The new ONS immigration figures showed net migration at 298,000 in the year ending September 2014, triple the government’s ‘tens of thousands’ target.
Responding to the figures, Sunder Katwala, Director of British Future, said:
“The ONS statistics have become a quarterly reminder to the public of why they don’t trust politicians on immigration, thanks to the net migration target.
“If the Prime Minister remains in denial about the broken target, he is setting himself up for five more years of failure.

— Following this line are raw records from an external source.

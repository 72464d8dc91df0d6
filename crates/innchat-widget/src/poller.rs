//! Fixed-interval poll scheduling.

use std::future;
use std::time::Duration;

use tokio::task::JoinHandle;
use tokio::time::{self, Interval, MissedTickBehavior};
use tracing::{debug, info};

/// Schedules poll ticks and tracks the fetch started by the last one.
///
/// Every start/stop bumps a generation counter. Results are tagged with the
/// generation that requested them, so a fetch that outlives a restart (new
/// session or conversation identity) is discarded instead of merged.
pub struct Poller {
    period: Duration,
    interval: Option<Interval>,
    generation: u64,
    in_flight: Option<JoinHandle<()>>,
}

impl Poller {
    /// Create a stopped poller.
    pub fn new(period: Duration) -> Self {
        Self {
            // tokio intervals panic on a zero period
            period: period.max(Duration::from_millis(1)),
            interval: None,
            generation: 0,
            in_flight: None,
        }
    }

    /// Returns true while ticks are scheduled.
    pub fn is_running(&self) -> bool {
        self.interval.is_some()
    }

    /// Generation new fetches should be tagged with.
    pub fn generation(&self) -> u64 {
        self.generation
    }

    /// Returns true while a fetch has not been merged yet.
    pub fn is_fetching(&self) -> bool {
        self.in_flight.is_some()
    }

    /// Start ticking. The first tick fires immediately.
    pub fn start(&mut self) {
        if self.is_running() {
            return;
        }
        self.generation += 1;
        let mut interval = time::interval(self.period);
        interval.set_missed_tick_behavior(MissedTickBehavior::Delay);
        self.interval = Some(interval);
        info!(
            generation = self.generation,
            period_ms = self.period.as_millis() as u64,
            "Poller started"
        );
    }

    /// Stop ticking and abandon any fetch in flight.
    pub fn stop(&mut self) {
        if let Some(handle) = self.in_flight.take() {
            handle.abort();
        }
        if self.interval.take().is_some() {
            info!(generation = self.generation, "Poller stopped");
        }
        self.generation += 1;
    }

    /// Stop, then start with a fresh schedule.
    pub fn restart(&mut self) {
        self.stop();
        self.start();
    }

    /// Wait for the next tick. Never completes while stopped.
    pub async fn tick(&mut self) {
        match self.interval.as_mut() {
            Some(interval) => {
                interval.tick().await;
            }
            None => future::pending::<()>().await,
        }
    }

    /// Remember the fetch started for the current tick.
    pub fn begin_fetch(&mut self, handle: JoinHandle<()>) {
        self.in_flight = Some(handle);
    }

    /// Accept a finished fetch. Returns false if it belongs to an older generation.
    pub fn finish(&mut self, generation: u64) -> bool {
        if generation != self.generation {
            debug!(
                stale = generation,
                current = self.generation,
                "Discarding stale poll result"
            );
            return false;
        }
        self.in_flight = None;
        true
    }
}

impl Drop for Poller {
    fn drop(&mut self) {
        if let Some(handle) = self.in_flight.take() {
            handle.abort();
        }
    }
}

#[cfg(test)]
mod tests {
    use super::*;

    #[tokio::test(start_paused = true)]
    async fn test_first_tick_is_immediate() {
        let mut poller = Poller::new(Duration::from_secs(3));
        poller.start();
        let start = time::Instant::now();
        poller.tick().await;
        assert_eq!(time::Instant::now(), start);
        poller.tick().await;
        assert_eq!(time::Instant::now() - start, Duration::from_secs(3));
    }

    #[tokio::test(start_paused = true)]
    async fn test_stopped_poller_never_ticks() {
        let mut poller = Poller::new(Duration::from_secs(1));
        poller.start();
        poller.stop();
        assert!(!poller.is_running());
        let ticked = time::timeout(Duration::from_secs(10), poller.tick()).await;
        assert!(ticked.is_err());
    }

    #[tokio::test]
    async fn test_restart_invalidates_old_results() {
        let mut poller = Poller::new(Duration::from_secs(1));
        poller.start();
        let old = poller.generation();
        poller.begin_fetch(tokio::spawn(async {}));
        assert!(poller.is_fetching());

        poller.restart();
        assert!(!poller.is_fetching());
        assert!(!poller.finish(old));
        assert!(poller.finish(poller.generation()));
    }

    #[tokio::test]
    async fn test_start_is_idempotent() {
        let mut poller = Poller::new(Duration::from_secs(1));
        poller.start();
        let generation = poller.generation();
        poller.start();
        assert_eq!(poller.generation(), generation);
    }
}
//! Chat message types for the widget timeline.

use chrono::{DateTime, Utc};
use serde::{Deserialize, Serialize};

use crate::{DeliveryStatus, Direction, MessageId};

/// A message in the widget timeline.
#[derive(Debug, Clone, PartialEq, Serialize, Deserialize)]
pub struct Message {
    /// Temporary token for local echoes, durable id once confirmed.
    pub id: MessageId,
    /// Text content. May be empty for media-only messages.
    pub body: String,
    /// Who authored the message. Never changes once set.
    pub direction: Direction,
    /// Local append time for echoes, server time for confirmed records.
    pub timestamp: DateTime<Utc>,
    /// Delivery status.
    pub status: DeliveryStatus,
    /// Display name of the agent who replied.
    pub agent_name: Option<String>,
    /// MIME-ish media kind (`image`, `file`, ...).
    pub media_type: Option<String>,
    /// Location of attached media.
    pub media_url: Option<String>,
    /// Set on the record the server emits when an agent closes the conversation.
    pub closes_conversation: bool,
}

impl Message {
    /// Create a confirmed message as received from the server.
    pub fn confirmed(
        id: impl Into<MessageId>,
        body: impl Into<String>,
        direction: Direction,
        timestamp: DateTime<Utc>,
    ) -> Self {
        Self {
            id: id.into(),
            body: body.into(),
            direction,
            timestamp,
            status: DeliveryStatus::Sent,
            agent_name: None,
            media_type: None,
            media_url: None,
            closes_conversation: false,
        }
    }

    /// Create a local echo of visitor input.
    pub fn echo(body: impl Into<String>, now: DateTime<Utc>) -> Self {
        Self {
            id: MessageId::temporary(now.timestamp_millis()),
            body: body.into(),
            direction: Direction::Visitor,
            timestamp: now,
            status: DeliveryStatus::Sending,
            agent_name: None,
            media_type: None,
            media_url: None,
            closes_conversation: false,
        }
    }

    /// Builder method to set the status.
    pub fn with_status(mut self, status: DeliveryStatus) -> Self {
        self.status = status;
        self
    }

    /// Builder method to set the agent name.
    pub fn with_agent_name(mut self, name: impl Into<String>) -> Self {
        self.agent_name = Some(name.into());
        self
    }

    /// Builder method to attach media.
    pub fn with_media(mut self, url: impl Into<String>, media_type: Option<String>) -> Self {
        self.media_url = Some(url.into());
        self.media_type = media_type;
        self
    }

    /// Builder method to mark this record as the conversation-closed signal.
    pub fn closing(mut self) -> Self {
        self.closes_conversation = true;
        self
    }

    /// Returns true while this is an unconfirmed local echo.
    pub fn is_echo(&self) -> bool {
        self.id.is_temporary()
    }

    /// Returns true if this message carries media.
    pub fn has_media(&self) -> bool {
        self.media_url.is_some()
    }
}

#[cfg(test)]
mod tests {
    use super::*;

    #[test]
    fn test_echo_defaults() {
        let now = Utc::now();
        let msg = Message::echo("Hello", now);
        assert!(msg.is_echo());
        assert_eq!(msg.direction, Direction::Visitor);
        assert_eq!(msg.status, DeliveryStatus::Sending);
        assert_eq!(msg.timestamp, now);
    }

    #[test]
    fn test_confirmed_builder() {
        let msg = Message::confirmed("77", "", Direction::Agent, Utc::now())
            .with_agent_name("Maria")
            .with_media("https://cdn.example/room.jpg", Some("image".to_string()))
            .with_status(DeliveryStatus::Delivered);
        assert!(!msg.is_echo());
        assert!(msg.has_media());
        assert_eq!(msg.agent_name.as_deref(), Some("Maria"));
        assert_eq!(msg.status, DeliveryStatus::Delivered);
    }
}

It is already clear there is next to no chance of meeting the same target in the next Parliament either.
“It’s absurd to think that anyone would believe this broken promise if it’s made again.

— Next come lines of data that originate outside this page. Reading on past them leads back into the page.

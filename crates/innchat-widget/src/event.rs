//! Messages between the widget task and its callers.

use tokio::sync::oneshot;

use innchat_core::{ConversationId, LeadForm, Message, SessionId, WidgetState};

use crate::error::WidgetError;

/// Reply channel for a command.
pub type Reply<T> = oneshot::Sender<Result<T, WidgetError>>;

/// Events sent from the widget task to the renderer.
#[derive(Debug, Clone, PartialEq)]
pub enum WidgetEvent {
    /// Lifecycle state changed.
    StateChanged(WidgetState),

    /// The rendered timeline changed; carries the full new timeline.
    TimelineUpdated(Vec<Message>),

    /// The backend assigned (or reassigned) the conversation.
    ConversationAssigned(ConversationId),
}

/// Commands sent from the host page to the widget task.
#[derive(Debug)]
pub enum WidgetCommand {
    /// Open the chat surface (may land on the lead form).
    Open { reply: Reply<WidgetState> },

    /// Collapse the chat surface back to the launcher.
    Collapse { reply: Reply<WidgetState> },

    /// Submit the lead form.
    SubmitLead {
        form: LeadForm,
        reply: Reply<WidgetState>,
    },

    /// Send a text message.
    Send { body: String, reply: Reply<Message> },

    /// Send a media message with an optional caption.
    SendMedia {
        url: String,
        media_type: Option<String>,
        caption: Option<String>,
        reply: Reply<Message>,
    },

    /// Read the current state.
    Snapshot { reply: Reply<WidgetSnapshot> },

    /// Stop polling and end the task.
    Shutdown,
}

/// Point-in-time view of the widget.
#[derive(Debug, Clone, PartialEq)]
pub struct WidgetSnapshot {
    pub state: WidgetState,
    pub timeline: Vec<Message>,
    pub session_id: SessionId,
    pub conversation_id: Option<ConversationId>,
}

“There is a simple political moral to this tale: careless promises cost trust.
“Making the same mistake again in the 2015 manifesto would suggest that nothing has been learnt from five years experience in government.
“The public would support sensible policies to get a proper grip on immigration: fixing the system with more investment, having sensible targets that apply to the non-EU immigration we can control, removing students from the immigration figures and setting out the reforms to EU free movement which can be delivered.
“But David Cameron shouldn’t pretend his EU immigration reforms are the magic bullet that helps him hit the ‘tens of thousands’ target. That won’t stand up to two minutes’ scrutiny during the election campaign.
“In the meantime, if there’s anyone left who thinks the net migration target is a good idea, they should step forward and set out a policy for achieving it.”
ICM polling for British Future finds that 70% of the public would prefer the government to deliver on a realistic target to limit the immigration it can control, rather than a tougher target it may not be able to meet.
Sensible alternative policies to get a proper grip on managing immigration would win backing across several parties, says British Future – and could command broad public support in a way that repeating a broken promise again simply won’t.
These could include:
-Increasing investment in the immigration system so it can do the job in an efficient and fair way.
-Giving a clear timescale for finally fixing the system on entry and exit checks.
-Removing students from the net migration figures – something that the Greens, LibDems, SNP, Labour and UKIP agree on, along with three-quarters of the British public (2).
-Making future immigration targets apply to non-EU migration, something over which the government has considerably more control. A non-EU net migration target could well be set at a level between 50,000 and 100,000 – as long as the government
sensibly separated temporary student immigration out from those figures.
-Setting out the reforms to EU free movement that can be delivered – and give the public the choice, in a referendum on British membership.